*** Opening of Raw data ***
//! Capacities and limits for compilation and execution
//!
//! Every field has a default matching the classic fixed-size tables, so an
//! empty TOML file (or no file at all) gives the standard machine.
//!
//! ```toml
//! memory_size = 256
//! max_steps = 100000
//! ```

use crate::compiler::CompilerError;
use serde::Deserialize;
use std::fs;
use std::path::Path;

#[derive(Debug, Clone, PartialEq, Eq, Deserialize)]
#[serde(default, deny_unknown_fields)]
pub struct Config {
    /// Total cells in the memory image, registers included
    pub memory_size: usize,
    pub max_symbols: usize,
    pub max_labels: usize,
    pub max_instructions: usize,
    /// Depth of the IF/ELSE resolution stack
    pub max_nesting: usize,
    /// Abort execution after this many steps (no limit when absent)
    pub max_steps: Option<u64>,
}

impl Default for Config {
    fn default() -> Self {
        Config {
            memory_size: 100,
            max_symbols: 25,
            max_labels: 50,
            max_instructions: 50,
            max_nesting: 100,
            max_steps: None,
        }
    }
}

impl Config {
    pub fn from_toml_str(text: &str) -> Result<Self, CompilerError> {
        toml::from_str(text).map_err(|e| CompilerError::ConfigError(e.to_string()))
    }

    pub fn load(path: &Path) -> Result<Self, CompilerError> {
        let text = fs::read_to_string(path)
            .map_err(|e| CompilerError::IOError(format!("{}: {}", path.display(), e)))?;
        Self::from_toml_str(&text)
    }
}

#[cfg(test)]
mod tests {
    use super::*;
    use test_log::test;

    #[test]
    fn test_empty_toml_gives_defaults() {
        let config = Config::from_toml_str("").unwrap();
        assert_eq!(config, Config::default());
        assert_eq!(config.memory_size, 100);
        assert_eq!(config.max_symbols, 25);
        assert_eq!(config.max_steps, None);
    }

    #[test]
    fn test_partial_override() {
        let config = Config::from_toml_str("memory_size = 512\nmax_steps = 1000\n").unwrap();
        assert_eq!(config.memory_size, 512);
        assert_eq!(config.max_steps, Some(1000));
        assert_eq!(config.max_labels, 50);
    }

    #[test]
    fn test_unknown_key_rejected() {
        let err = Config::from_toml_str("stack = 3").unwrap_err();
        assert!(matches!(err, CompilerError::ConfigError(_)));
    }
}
*** Close of Raw data ***
*** Opening of Raw data ***
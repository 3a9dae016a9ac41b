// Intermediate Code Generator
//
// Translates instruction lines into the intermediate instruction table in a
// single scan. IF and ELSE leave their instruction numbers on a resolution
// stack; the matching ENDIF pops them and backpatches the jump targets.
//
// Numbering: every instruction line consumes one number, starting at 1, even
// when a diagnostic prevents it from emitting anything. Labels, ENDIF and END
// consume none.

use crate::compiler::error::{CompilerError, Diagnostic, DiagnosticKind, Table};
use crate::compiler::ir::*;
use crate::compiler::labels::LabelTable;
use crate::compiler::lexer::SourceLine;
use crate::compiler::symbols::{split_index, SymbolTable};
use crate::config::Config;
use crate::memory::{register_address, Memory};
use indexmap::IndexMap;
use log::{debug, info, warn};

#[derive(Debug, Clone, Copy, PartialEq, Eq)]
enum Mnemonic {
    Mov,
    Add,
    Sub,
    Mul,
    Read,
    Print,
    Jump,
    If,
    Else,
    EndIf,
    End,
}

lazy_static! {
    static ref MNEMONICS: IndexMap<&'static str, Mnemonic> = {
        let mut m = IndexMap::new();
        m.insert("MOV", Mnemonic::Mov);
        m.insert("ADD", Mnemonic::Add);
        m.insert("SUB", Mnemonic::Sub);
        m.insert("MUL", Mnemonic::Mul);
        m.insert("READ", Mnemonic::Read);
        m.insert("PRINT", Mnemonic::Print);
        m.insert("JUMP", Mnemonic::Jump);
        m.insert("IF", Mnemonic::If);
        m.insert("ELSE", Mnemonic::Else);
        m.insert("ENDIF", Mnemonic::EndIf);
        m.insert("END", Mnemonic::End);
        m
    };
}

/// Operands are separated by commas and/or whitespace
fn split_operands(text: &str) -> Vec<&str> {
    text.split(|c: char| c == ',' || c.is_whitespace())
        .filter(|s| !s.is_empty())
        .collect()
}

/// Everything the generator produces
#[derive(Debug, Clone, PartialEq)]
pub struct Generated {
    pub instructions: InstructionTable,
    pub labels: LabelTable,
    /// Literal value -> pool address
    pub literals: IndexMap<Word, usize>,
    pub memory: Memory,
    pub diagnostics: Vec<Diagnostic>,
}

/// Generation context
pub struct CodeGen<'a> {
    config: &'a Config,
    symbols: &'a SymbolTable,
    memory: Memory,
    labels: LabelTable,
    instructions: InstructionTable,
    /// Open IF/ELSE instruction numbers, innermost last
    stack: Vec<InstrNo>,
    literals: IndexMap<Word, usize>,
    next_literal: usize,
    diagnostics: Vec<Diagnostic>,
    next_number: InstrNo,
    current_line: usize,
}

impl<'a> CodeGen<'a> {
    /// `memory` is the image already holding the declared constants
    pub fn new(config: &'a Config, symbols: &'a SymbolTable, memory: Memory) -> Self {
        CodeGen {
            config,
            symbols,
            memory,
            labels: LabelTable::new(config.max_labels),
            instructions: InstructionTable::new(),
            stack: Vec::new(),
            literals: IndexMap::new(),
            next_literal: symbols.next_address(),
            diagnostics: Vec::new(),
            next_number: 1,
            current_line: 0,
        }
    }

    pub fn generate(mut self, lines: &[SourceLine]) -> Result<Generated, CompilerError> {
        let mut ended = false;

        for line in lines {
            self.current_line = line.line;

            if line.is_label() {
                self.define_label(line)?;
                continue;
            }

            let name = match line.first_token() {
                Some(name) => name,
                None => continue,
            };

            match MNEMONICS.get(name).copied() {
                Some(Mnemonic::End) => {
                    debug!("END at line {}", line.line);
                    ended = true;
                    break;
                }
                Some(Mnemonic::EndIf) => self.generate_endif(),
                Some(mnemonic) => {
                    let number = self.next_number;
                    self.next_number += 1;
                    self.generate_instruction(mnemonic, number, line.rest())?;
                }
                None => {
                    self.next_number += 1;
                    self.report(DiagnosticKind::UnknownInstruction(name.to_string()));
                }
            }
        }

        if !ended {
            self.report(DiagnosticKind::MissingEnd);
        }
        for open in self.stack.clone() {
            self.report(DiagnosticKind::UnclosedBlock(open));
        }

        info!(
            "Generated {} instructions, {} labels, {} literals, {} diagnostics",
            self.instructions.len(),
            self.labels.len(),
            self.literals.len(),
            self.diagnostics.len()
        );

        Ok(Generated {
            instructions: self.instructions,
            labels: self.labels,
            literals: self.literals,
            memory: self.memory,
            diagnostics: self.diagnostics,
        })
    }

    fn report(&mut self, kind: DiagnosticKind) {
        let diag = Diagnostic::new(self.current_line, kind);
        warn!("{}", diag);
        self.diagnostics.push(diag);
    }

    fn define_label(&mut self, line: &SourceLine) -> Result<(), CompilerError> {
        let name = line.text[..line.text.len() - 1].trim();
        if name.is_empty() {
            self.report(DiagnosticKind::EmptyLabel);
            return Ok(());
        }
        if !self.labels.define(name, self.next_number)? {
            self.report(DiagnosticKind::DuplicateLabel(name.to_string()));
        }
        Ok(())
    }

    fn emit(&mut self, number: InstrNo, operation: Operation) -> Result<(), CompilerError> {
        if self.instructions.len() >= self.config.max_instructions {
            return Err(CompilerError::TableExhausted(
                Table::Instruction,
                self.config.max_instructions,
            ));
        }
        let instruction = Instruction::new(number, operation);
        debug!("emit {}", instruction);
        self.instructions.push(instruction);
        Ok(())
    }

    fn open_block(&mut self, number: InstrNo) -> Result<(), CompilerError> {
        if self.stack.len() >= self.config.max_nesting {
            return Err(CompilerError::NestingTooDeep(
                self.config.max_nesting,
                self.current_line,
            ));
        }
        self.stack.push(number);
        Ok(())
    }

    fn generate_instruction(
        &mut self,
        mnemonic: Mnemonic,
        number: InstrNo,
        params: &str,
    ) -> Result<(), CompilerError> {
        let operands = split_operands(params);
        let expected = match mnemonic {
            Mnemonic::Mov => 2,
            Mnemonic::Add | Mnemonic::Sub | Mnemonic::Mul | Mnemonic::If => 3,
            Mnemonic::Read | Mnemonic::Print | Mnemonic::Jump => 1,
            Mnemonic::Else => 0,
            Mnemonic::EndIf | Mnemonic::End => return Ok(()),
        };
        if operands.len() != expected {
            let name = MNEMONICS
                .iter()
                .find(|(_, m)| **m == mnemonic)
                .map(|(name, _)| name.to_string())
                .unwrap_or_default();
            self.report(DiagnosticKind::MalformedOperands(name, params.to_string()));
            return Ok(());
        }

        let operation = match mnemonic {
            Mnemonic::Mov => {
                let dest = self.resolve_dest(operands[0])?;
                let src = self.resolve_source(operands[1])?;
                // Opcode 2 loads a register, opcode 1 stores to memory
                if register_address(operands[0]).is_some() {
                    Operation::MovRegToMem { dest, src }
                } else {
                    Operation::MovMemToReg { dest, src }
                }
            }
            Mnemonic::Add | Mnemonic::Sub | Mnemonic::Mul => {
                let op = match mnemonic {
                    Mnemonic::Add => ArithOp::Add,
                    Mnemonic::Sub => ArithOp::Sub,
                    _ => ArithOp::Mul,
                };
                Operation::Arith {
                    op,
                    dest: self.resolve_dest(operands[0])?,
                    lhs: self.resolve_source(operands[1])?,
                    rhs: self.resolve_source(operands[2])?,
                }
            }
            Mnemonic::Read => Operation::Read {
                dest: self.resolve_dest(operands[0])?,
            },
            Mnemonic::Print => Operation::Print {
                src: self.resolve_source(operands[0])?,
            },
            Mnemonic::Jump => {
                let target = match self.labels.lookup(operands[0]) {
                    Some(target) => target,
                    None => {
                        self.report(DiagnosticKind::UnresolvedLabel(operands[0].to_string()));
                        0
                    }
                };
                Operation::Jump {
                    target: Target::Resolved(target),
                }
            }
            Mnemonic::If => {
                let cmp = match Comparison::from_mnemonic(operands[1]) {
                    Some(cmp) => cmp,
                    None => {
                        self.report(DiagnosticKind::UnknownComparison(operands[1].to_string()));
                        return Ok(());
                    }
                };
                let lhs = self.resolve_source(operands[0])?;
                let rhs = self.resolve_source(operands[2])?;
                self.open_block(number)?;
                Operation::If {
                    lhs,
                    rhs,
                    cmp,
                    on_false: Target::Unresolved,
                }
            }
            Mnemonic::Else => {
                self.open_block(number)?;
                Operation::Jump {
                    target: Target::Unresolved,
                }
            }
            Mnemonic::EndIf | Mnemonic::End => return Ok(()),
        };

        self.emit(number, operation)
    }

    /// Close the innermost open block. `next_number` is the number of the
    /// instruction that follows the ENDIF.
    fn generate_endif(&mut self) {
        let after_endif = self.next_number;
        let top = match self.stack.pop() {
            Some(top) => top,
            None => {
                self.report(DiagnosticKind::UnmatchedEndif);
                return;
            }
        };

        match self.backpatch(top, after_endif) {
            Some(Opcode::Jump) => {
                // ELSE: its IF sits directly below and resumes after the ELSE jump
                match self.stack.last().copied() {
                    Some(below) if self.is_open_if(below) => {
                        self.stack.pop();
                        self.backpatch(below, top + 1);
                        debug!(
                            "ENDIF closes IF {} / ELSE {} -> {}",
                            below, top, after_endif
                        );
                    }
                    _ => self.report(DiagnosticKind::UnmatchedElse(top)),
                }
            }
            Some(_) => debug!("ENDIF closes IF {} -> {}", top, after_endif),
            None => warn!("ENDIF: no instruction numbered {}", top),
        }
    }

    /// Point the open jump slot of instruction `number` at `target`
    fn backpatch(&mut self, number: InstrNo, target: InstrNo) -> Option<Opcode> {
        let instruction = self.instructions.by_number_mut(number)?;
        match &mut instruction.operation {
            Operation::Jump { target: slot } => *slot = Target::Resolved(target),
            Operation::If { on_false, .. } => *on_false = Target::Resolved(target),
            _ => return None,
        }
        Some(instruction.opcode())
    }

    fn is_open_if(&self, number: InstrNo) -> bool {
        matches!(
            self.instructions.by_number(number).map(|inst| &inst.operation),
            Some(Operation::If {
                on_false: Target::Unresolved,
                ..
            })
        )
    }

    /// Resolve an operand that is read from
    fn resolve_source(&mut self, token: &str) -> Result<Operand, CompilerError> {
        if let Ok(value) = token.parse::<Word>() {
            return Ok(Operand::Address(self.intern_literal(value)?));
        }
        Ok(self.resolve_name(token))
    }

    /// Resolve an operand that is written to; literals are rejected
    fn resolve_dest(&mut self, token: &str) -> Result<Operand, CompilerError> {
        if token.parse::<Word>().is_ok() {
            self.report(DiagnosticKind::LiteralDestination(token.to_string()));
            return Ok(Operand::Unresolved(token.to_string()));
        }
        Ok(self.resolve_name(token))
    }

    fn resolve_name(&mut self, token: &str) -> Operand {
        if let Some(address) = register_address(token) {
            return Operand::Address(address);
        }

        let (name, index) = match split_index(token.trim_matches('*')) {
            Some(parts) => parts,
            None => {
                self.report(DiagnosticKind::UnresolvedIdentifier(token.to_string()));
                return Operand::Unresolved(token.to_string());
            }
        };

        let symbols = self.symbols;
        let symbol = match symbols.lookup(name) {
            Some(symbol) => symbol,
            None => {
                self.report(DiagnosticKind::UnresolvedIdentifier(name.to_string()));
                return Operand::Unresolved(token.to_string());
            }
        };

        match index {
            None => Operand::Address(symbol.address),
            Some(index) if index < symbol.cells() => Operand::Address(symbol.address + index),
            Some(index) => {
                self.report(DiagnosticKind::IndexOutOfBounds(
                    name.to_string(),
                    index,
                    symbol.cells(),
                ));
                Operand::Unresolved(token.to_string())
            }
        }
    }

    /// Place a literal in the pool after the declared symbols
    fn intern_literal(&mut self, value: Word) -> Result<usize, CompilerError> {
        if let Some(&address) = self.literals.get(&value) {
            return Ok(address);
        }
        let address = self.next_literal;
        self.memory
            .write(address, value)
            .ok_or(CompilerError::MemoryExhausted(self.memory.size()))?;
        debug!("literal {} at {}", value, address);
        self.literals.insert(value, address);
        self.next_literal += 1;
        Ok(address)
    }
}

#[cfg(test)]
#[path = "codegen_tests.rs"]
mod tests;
*** Close of Raw data ***
_Task item:_ In the records, which lines mention the word "diagnostics"? Copy those lines.

_Answer box:_
    pub diagnostics: Vec<Diagnostic>,
    diagnostics: Vec<Diagnostic>,
            diagnostics: Vec::new(),
            "Generated {} instructions, {} labels, {} literals, {} diagnostics",
            self.diagnostics.len()
            diagnostics: self.diagnostics,
        self.diagnostics.push(diag);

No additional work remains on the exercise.